EXERCISE OBJECTIVE - In the data below, which lines hold the word "view"? Copy them.

EXERCISE MATERIALS -
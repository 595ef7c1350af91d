//! Python bindings

use crate::core::{angle_to_north_batch, find_nodata_value_from_path, get_true_corner_map_xy_from_path};
use crate::types::{GeoError, NoDataEstimate, NoDataSpec};
use numpy::{PyArray1, PyReadonlyArray2};
use pyo3::prelude::*;

fn to_py_err(e: GeoError) -> PyErr {
    match e {
        GeoError::InvalidInput(_) | GeoError::MissingGeoreference(_) => {
            PyErr::new::<pyo3::exceptions::PyValueError, _>(format!("{}", e))
        }
        _ => PyErr::new::<pyo3::exceptions::PyRuntimeError, _>(format!("{}", e)),
    }
}

/// Accepts None, a number or the string "unclear"
fn parse_nodata(nodata: Option<&PyAny>) -> PyResult<NoDataSpec> {
    let value = match nodata {
        None => return Ok(NoDataSpec::NoMasking),
        Some(v) if v.is_none() => return Ok(NoDataSpec::NoMasking),
        Some(v) => v,
    };
    if let Ok(s) = value.extract::<&str>() {
        return match s {
            "unclear" => Ok(NoDataSpec::Undetermined),
            _ => Err(PyErr::new::<pyo3::exceptions::PyValueError, _>(format!(
                "Invalid no data value: '{}'",
                s
            ))),
        };
    }
    Ok(NoDataSpec::Value(value.extract::<f64>()?))
}

#[pyfunction]
#[pyo3(signature = (path, band_index=0, window_size=3))]
fn find_nodata_value(py: Python, path: String, band_index: usize, window_size: usize) -> PyResult<PyObject> {
    let estimate = find_nodata_value_from_path(&path, band_index, window_size).map_err(to_py_err)?;
    Ok(match estimate {
        NoDataEstimate::None => py.None(),
        NoDataEstimate::Value(v) => v.into_py(py),
        NoDataEstimate::Unclear => "unclear".into_py(py),
    })
}

#[pyfunction]
#[pyo3(signature = (path, band=1, nodata=None, verbose=false, quiet=false))]
fn get_true_corner_map_xy(
    path: String,
    band: usize,
    nodata: Option<&PyAny>,
    verbose: bool,
    quiet: bool,
) -> PyResult<Vec<Vec<f64>>> {
    let nodata = parse_nodata(nodata)?;
    let corners =
        get_true_corner_map_xy_from_path(&path, band, nodata, verbose, quiet).map_err(to_py_err)?;
    Ok(corners.iter().map(|c| vec![c.x, c.y]).collect())
}

#[pyfunction]
fn angle_to_north<'py>(py: Python<'py>, xy: PyReadonlyArray2<'py, f64>) -> PyResult<&'py PyArray1<f64>> {
    let view = xy.as_array();
    if view.ncols() != 2 {
        return Err(PyErr::new::<pyo3::exceptions::PyValueError, _>(format!(
            "Expected an N x 2 array of (x, y) vectors, got {} columns",
            view.ncols()
        )));
    }
    let vectors: Vec<(f64, f64)> = view.outer_iter().map(|row| (row[0], row[1])).collect();
    Ok(PyArray1::from_vec(py, angle_to_north_batch(&vectors)))
}

/// Python module definition
#[pymodule]
fn _core(_py: Python, m: &PyModule) -> PyResult<()> {
    m.add_function(wrap_pyfunction!(find_nodata_value, m)?)?;
    m.add_function(wrap_pyfunction!(get_true_corner_map_xy, m)?)?;
    m.add_function(wrap_pyfunction!(angle_to_north, m)?)?;
    Ok(())
}
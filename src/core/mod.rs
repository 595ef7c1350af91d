//! Corner detection, no-data estimation and geometry helpers

pub mod boundary;
pub mod corners;
pub mod geometry;
pub mod nodata;

// Re-export main types
pub use boundary::{BoundaryExtractor, ExtentExtractor, HullExtractor};
pub use corners::{
    get_true_corner_map_xy, get_true_corner_map_xy_from_path, CornerDetection, CornerDetectionParams,
    CornerDetector,
};
pub use geometry::{
    angle_to_north, angle_to_north_batch, get_array_position_from_box, get_gdal_read_inputs_from_box,
    get_subset_geotransform,
};
pub use nodata::{
    find_nodata_value, find_nodata_value_from_path, CornerStat, NoDataEstimationParams, NoDataEstimator,
};
use crate::core::boundary::{count_unique, default_extractors, BoundaryExtractor};
use crate::io::RasterReader;
use crate::types::{
    BinaryMask, Diagnostic, DiagnosticKind, GeoError, GeoResult, MapPoint, NoDataSpec, PixelPoint,
    RasterAccessor,
};
use ndarray::{Array2, Zip};
use std::path::Path;

/// Corner detection parameters
#[derive(Debug, Clone)]
pub struct CornerDetectionParams {
    /// Band used for no-data masking (1-based)
    pub band: usize,
    /// No-data handling
    pub nodata: NoDataSpec,
    /// Log extractor failures and the no-data value in use
    pub verbose: bool,
    /// Do not log the full-extent fallback warning
    pub quiet: bool,
}

impl Default for CornerDetectionParams {
    fn default() -> Self {
        Self {
            band: 1,
            nodata: NoDataSpec::NoMasking,
            verbose: false,
            quiet: false,
        }
    }
}

/// Result of a corner detection run
#[derive(Debug, Clone)]
pub struct CornerDetection {
    /// Map coordinates (x, y) of the data corners
    pub corners: Vec<MapPoint>,
    /// The same corners in pixel space
    pub pixel_corners: Vec<PixelPoint>,
    /// True if the outer raster rectangle replaced the detected corners
    pub fallback_used: bool,
    /// Name of the extractor that produced the candidate corners
    pub extractor: &'static str,
    pub diagnostics: Vec<Diagnostic>,
}

impl CornerDetection {
    pub fn has_diagnostic(&self, kind: DiagnosticKind) -> bool {
        self.diagnostics.iter().any(|d| d.kind == kind)
    }
}

/// Locates the corners of the actual data area of a raster
pub struct CornerDetector {
    params: CornerDetectionParams,
    extractors: Vec<Box<dyn BoundaryExtractor>>,
}

impl CornerDetector {
    pub fn new() -> Self {
        Self::with_params(CornerDetectionParams::default())
    }

    pub fn with_params(params: CornerDetectionParams) -> Self {
        Self {
            params,
            extractors: default_extractors(),
        }
    }

    /// Replace the extractor strategy list; strategies are tried in order
    pub fn with_extractors(mut self, extractors: Vec<Box<dyn BoundaryExtractor>>) -> Self {
        self.extractors = extractors;
        self
    }

    pub fn detect<R: RasterAccessor>(&self, raster: &R) -> GeoResult<CornerDetection> {
        let (rows, cols, _) = raster.shape();
        let gt = match (raster.geotransform(), raster.projection()) {
            (Some(gt), Some(prj)) if !prj.trim().is_empty() => *gt,
            _ => {
                return Err(GeoError::MissingGeoreference(
                    "GeoTransform and projection must be given for calculation of map corner coordinates"
                        .to_string(),
                ))
            }
        };
        if rows == 0 || cols == 0 {
            return Err(GeoError::InvalidInput(format!(
                "Cannot detect corners of an empty {}x{} raster",
                rows, cols
            )));
        }

        let mut diagnostics = Vec::new();
        let mask = self.build_mask(raster, &mut diagnostics)?;
        if self.params.verbose {
            log::info!("Detected no data value: {:?}", self.params.nodata);
        }

        let (mut corners, extractor) = self.extract_corners(&mask, &mut diagnostics)?;

        // extractors yield UL, UR, LL, LR; a closed ring needs UL, UR, LR, LL
        if corners.len() == 4 {
            corners.swap(2, 3);
        }

        let fallback_used = count_unique(&corners) < 3;
        if fallback_used {
            let message = "The algorithm for automatically detecting the actual image coordinates did not \
                           find enough unique corners. Using outer image corner coordinates instead."
                .to_string();
            if !self.params.quiet {
                log::warn!("{}", message);
            }
            diagnostics.push(Diagnostic {
                kind: DiagnosticKind::InsufficientCorners,
                message,
            });
            // kept in UL, UR, LL, LR order
            corners = vec![
                PixelPoint::new(0, 0),
                PixelPoint::new(0, cols - 1),
                PixelPoint::new(rows - 1, 0),
                PixelPoint::new(rows - 1, cols - 1),
            ];
        }

        let map_corners: Vec<MapPoint> = corners.iter().map(|&p| gt.pixel_to_map(p)).collect();

        log::debug!("Pixel corners {:?} -> map corners {:?}", corners, map_corners);

        Ok(CornerDetection {
            corners: map_corners,
            pixel_corners: corners,
            fallback_used,
            extractor,
            diagnostics,
        })
    }

    fn build_mask<R: RasterAccessor>(
        &self,
        raster: &R,
        diagnostics: &mut Vec<Diagnostic>,
    ) -> GeoResult<BinaryMask> {
        let (rows, cols, _) = raster.shape();

        let nodata = match self.params.nodata {
            NoDataSpec::NoMasking => return Ok(Array2::ones((rows, cols))),
            NoDataSpec::Undetermined => {
                let message = "No data value could not be automatically detected. Thus the matching window \
                               used for shift calculation had to be centered in the middle of the overlap \
                               center without respecting no data values. To avoid this provide the correct \
                               no data values for reference and shift image."
                    .to_string();
                log::warn!("{}", message);
                diagnostics.push(Diagnostic {
                    kind: DiagnosticKind::UndeterminedNoData,
                    message,
                });
                return Ok(Array2::ones((rows, cols)));
            }
            NoDataSpec::Value(v) => v,
        };
        // bands are widened to f64, so the value must be rounded the same way
        let nodata = raster.sample_type().quantize(nodata);

        if self.params.band == 0 {
            return Err(GeoError::InvalidInput("Band numbers start at 1".to_string()));
        }
        let band = raster.band(self.params.band - 1)?;

        let mut mask = BinaryMask::zeros((rows, cols));
        let zip = Zip::from(&mut mask).and(&band);
        #[cfg(feature = "parallel")]
        zip.par_for_each(|m, &px| {
            if px != nodata {
                *m = 1;
            }
        });
        #[cfg(not(feature = "parallel"))]
        zip.for_each(|m, &px| {
            if px != nodata {
                *m = 1;
            }
        });

        Ok(mask)
    }

    fn extract_corners(
        &self,
        mask: &BinaryMask,
        diagnostics: &mut Vec<Diagnostic>,
    ) -> GeoResult<(Vec<PixelPoint>, &'static str)> {
        let mut last_error = None;

        for extractor in self.extractors.iter() {
            match extractor.extract_corners(mask, false) {
                Ok(corners) => {
                    log::debug!("Extractor '{}' returned {} corners", extractor.name(), corners.len());
                    return Ok((corners, extractor.name()));
                }
                Err(e) => {
                    let message = format!(
                        "Calculation of corner coordinates failed within algorithm '{}' ({}).",
                        extractor.name(),
                        e
                    );
                    if self.params.verbose {
                        log::warn!("{}", message);
                    } else {
                        log::debug!("{}", message);
                    }
                    diagnostics.push(Diagnostic {
                        kind: DiagnosticKind::ExtractorFailed,
                        message,
                    });
                    last_error = Some(e);
                }
            }
        }

        Err(last_error.unwrap_or_else(|| {
            GeoError::Processing("No boundary extractor configured".to_string())
        }))
    }
}

impl Default for CornerDetector {
    fn default() -> Self {
        Self::new()
    }
}

/// Map coordinates of the true data corners of a raster
pub fn get_true_corner_map_xy<R: RasterAccessor>(
    raster: &R,
    band: usize,
    nodata: NoDataSpec,
    verbose: bool,
    quiet: bool,
) -> GeoResult<Vec<MapPoint>> {
    let params = CornerDetectionParams {
        band,
        nodata,
        verbose,
        quiet,
    };
    Ok(CornerDetector::with_params(params).detect(raster)?.corners)
}

/// [`get_true_corner_map_xy`] for a raster file
pub fn get_true_corner_map_xy_from_path<P: AsRef<Path>>(
    path: P,
    band: usize,
    nodata: NoDataSpec,
    verbose: bool,
    quiet: bool,
) -> GeoResult<Vec<MapPoint>> {
    let raster = RasterReader::read(path)?;
    get_true_corner_map_xy(&raster, band, nodata, verbose, quiet)
}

EXERCISE OUTPUT -
    let view = xy.as_array();
    if view.ncols() != 2 {
            view.ncols()
    let vectors: Vec<(f64, f64)> = view.outer_iter().map(|row| (row[0], row[1])).collect();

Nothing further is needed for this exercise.